### Extracted material

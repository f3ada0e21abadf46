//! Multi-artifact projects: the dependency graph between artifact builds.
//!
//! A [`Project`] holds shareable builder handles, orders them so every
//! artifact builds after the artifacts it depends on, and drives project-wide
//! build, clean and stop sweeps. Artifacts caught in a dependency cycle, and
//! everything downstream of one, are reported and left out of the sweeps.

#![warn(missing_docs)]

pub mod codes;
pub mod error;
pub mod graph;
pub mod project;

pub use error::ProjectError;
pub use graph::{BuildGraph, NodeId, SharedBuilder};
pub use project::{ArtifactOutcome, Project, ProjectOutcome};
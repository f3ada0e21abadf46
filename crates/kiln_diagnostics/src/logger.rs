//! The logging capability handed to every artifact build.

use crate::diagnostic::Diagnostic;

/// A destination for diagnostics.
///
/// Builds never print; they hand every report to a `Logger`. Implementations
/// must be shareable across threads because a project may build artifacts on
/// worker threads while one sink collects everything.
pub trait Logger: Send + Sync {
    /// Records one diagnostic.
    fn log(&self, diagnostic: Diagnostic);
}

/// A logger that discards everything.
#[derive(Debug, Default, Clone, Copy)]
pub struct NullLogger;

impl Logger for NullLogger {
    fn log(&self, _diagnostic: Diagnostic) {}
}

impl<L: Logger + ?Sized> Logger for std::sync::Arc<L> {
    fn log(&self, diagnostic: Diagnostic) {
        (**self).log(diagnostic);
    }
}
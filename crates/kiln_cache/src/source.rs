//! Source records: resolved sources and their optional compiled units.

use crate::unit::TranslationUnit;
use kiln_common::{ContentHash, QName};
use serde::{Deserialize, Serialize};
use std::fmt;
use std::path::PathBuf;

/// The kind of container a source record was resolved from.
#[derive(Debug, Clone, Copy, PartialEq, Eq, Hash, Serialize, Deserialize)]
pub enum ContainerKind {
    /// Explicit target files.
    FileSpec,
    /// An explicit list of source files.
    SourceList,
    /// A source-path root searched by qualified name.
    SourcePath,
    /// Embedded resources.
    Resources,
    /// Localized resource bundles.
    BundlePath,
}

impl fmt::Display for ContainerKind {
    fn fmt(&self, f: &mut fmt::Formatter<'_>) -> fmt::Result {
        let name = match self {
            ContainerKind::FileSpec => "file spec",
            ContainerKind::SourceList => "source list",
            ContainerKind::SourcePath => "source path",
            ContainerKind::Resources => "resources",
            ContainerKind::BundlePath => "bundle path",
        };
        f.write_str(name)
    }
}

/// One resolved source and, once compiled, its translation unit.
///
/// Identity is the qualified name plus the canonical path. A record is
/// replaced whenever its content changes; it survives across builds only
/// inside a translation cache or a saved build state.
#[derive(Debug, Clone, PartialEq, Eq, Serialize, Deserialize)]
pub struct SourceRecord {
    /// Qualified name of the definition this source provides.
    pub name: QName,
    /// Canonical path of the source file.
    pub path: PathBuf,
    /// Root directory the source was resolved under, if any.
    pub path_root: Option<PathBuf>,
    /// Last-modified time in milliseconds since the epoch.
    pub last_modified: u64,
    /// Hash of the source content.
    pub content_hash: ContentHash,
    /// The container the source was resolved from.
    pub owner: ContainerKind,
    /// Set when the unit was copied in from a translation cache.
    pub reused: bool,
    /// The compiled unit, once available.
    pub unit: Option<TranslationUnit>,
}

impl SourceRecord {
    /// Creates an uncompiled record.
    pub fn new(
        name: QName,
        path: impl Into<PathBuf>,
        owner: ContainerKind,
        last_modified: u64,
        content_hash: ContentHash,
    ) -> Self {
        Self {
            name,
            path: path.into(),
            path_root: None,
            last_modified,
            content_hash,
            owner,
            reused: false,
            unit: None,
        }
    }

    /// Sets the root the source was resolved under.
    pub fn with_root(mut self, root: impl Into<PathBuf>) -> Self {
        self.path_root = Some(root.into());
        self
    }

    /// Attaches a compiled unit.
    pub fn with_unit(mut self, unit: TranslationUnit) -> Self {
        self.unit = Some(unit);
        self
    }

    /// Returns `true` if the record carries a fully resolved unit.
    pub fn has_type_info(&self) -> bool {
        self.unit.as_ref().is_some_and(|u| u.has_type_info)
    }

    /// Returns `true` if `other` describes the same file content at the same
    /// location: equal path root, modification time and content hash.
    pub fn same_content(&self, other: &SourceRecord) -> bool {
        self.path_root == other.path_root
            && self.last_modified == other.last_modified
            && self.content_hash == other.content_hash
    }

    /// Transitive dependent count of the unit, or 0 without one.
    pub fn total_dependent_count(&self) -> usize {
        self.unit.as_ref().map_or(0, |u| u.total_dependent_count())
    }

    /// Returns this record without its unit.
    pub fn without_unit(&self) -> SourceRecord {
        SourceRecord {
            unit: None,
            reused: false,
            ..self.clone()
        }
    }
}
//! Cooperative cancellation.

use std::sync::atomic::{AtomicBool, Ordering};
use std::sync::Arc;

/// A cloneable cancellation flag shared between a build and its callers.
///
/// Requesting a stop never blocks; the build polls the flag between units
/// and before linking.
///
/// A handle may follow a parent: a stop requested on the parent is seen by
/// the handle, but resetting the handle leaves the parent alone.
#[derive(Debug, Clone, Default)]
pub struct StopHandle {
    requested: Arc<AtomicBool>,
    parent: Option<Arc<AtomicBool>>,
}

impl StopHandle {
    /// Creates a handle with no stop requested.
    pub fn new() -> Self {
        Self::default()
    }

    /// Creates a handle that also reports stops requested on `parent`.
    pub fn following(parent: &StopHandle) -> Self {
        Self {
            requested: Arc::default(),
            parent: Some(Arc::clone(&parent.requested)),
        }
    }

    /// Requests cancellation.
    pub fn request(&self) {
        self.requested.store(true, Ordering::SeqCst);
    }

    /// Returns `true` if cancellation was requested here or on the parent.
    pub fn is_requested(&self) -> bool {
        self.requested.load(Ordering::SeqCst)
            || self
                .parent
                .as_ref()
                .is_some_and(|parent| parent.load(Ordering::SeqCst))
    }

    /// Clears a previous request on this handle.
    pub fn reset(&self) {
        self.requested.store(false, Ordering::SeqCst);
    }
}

### Task directions
Your response should consist of the records, printed exactly.

### Exercise response
repository f3ada0e21abadf46
//! Multi-artifact projects: the dependency graph between artifact builds.
//!
//! A [`Project`] holds shareable builder handles, orders them so every
//! artifact builds after the artifacts it depends on, and drives project-wide
//! build, clean and stop sweeps. Artifacts caught in a dependency cycle, and
//! everything downstream of one, are reported and left out of the sweeps.

#![warn(missing_docs)]

pub mod codes;
pub mod error;
pub mod graph;
pub mod project;

pub use error::ProjectError;
pub use graph::{BuildGraph, NodeId, SharedBuilder};
pub use project::{ArtifactOutcome, Project, ProjectOutcome};
repository f3ada0e21abadf46
filename crates/kiln_diagnostics/src/logger.rs
//! The logging capability handed to every artifact build.

use crate::diagnostic::Diagnostic;

/// A destination for diagnostics.
///
/// Builds never print; they hand every report to a `Logger`. Implementations
/// must be shareable across threads because a project may build artifacts on
/// worker threads while one sink collects everything.
pub trait Logger: Send + Sync {
    /// Records one diagnostic.
    fn log(&self, diagnostic: Diagnostic);
}

/// A logger that discards everything.
#[derive(Debug, Default, Clone, Copy)]
pub struct NullLogger;

impl Logger for NullLogger {
    fn log(&self, _diagnostic: Diagnostic) {}
}

impl<L: Logger + ?Sized> Logger for std::sync::Arc<L> {
    fn log(&self, diagnostic: Diagnostic) {
        (**self).log(diagnostic);
    }
}
filename crates/kiln_cache/src/source.rs
//! Source records: resolved sources and their optional compiled units.

use crate::unit::TranslationUnit;
use kiln_common::{ContentHash, QName};
use serde::{Deserialize, Serialize};
use std::fmt;
use std::path::PathBuf;

/// The kind of container a source record was resolved from.
#[derive(Debug, Clone, Copy, PartialEq, Eq, Hash, Serialize, Deserialize)]
pub enum ContainerKind {
    /// Explicit target files.
    FileSpec,
    /// An explicit list of source files.
    SourceList,
    /// A source-path root searched by qualified name.
    SourcePath,
    /// Embedded resources.
    Resources,
    /// Localized resource bundles.
    BundlePath,
}

impl fmt::Display for ContainerKind {
    fn fmt(&self, f: &mut fmt::Formatter<'_>) -> fmt::Result {
        let name = match self {
            ContainerKind::FileSpec => "file spec",
            ContainerKind::SourceList => "source list",
            ContainerKind::SourcePath => "source path",
            ContainerKind::Resources => "resources",
            ContainerKind::BundlePath => "bundle path",
        };
        f.write_str(name)
    }
}

/// One resolved source and, once compiled, its translation unit.
///
/// Identity is the qualified name plus the canonical path. A record is
/// replaced whenever its content changes; it survives across builds only
/// inside a translation cache or a saved build state.
#[derive(Debug, Clone, PartialEq, Eq, Serialize, Deserialize)]
pub struct SourceRecord {
    /// Qualified name of the definition this source provides.
    pub name: QName,
    /// Canonical path of the source file.
    pub path: PathBuf,
    /// Root directory the source was resolved under, if any.
    pub path_root: Option<PathBuf>,
    /// Last-modified time in milliseconds since the epoch.
    pub last_modified: u64,
    /// Hash of the source content.
    pub content_hash: ContentHash,
    /// The container the source was resolved from.
    pub owner: ContainerKind,
    /// Set when the unit was copied in from a translation cache.
    pub reused: bool,
    /// The compiled unit, once available.
    pub unit: Option<TranslationUnit>,
}

impl SourceRecord {
    /// Creates an uncompiled record.
    pub fn new(
        name: QName,
        path: impl Into<PathBuf>,
        owner: ContainerKind,
        last_modified: u64,
        content_hash: ContentHash,
    ) -> Self {
        Self {
            name,
            path: path.into(),
            path_root: None,
            last_modified,
            content_hash,
            owner,
            reused: false,
            unit: None,
        }
    }

    /// Sets the root the source was resolved under.
    pub fn with_root(mut self, root: impl Into<PathBuf>) -> Self {
        self.path_root = Some(root.into());
        self
    }

    /// Attaches a compiled unit.
    pub fn with_unit(mut self, unit: TranslationUnit) -> Self {
        self.unit = Some(unit);
        self
    }

    /// Returns `true` if the record carries a fully resolved unit.
    pub fn has_type_info(&self) -> bool {
        self.unit.as_ref().is_some_and(|u| u.has_type_info)
    }

    /// Returns `true` if `other` describes the same file content at the same
    /// location: equal path root, modification time and content hash.
    pub fn same_content(&self, other: &SourceRecord) -> bool {
        self.path_root == other.path_root
            && self.last_modified == other.last_modified
            && self.content_hash == other.content_hash
    }

    /// Transitive dependent count of the unit, or 0 without one.
    pub fn total_dependent_count(&self) -> usize {
        self.unit.as_ref().map_or(0, |u| u.total_dependent_count())
    }

    /// Returns this record without its unit.
    pub fn without_unit(&self) -> SourceRecord {
        SourceRecord {
            unit: None,
            reused: false,
            ..self.clone()
        }
    }
}
//! Cooperative cancellation.

use std::sync::atomic::{AtomicBool, Ordering};
use std::sync::Arc;

/// A cloneable cancellation flag shared between a build and its callers.
///
/// Requesting a stop never blocks; the build polls the flag between units
/// and before linking.
///
/// A handle may follow a parent: a stop requested on the parent is seen by
/// the handle, but resetting the handle leaves the parent alone.
#[derive(Debug, Clone, Default)]
pub struct StopHandle {
    requested: Arc<AtomicBool>,
    parent: Option<Arc<AtomicBool>>,
}

impl StopHandle {
    /// Creates a handle with no stop requested.
    pub fn new() -> Self {
        Self::default()
    }

    /// Creates a handle that also reports stops requested on `parent`.
    pub fn following(parent: &StopHandle) -> Self {
        Self {
            requested: Arc::default(),
            parent: Some(Arc::clone(&parent.requested)),
        }
    }

    /// Requests cancellation.
    pub fn request(&self) {
        self.requested.store(true, Ordering::SeqCst);
    }

    /// Returns `true` if cancellation was requested here or on the parent.
    pub fn is_requested(&self) -> bool {
        self.requested.load(Ordering::SeqCst)
            || self
                .parent
                .as_ref()
                .is_some_and(|parent| parent.load(Ordering::SeqCst))
    }

    /// Clears a previous request on this handle.
    pub fn reset(&self) {
        self.requested.store(false, Ordering::SeqCst);
    }
}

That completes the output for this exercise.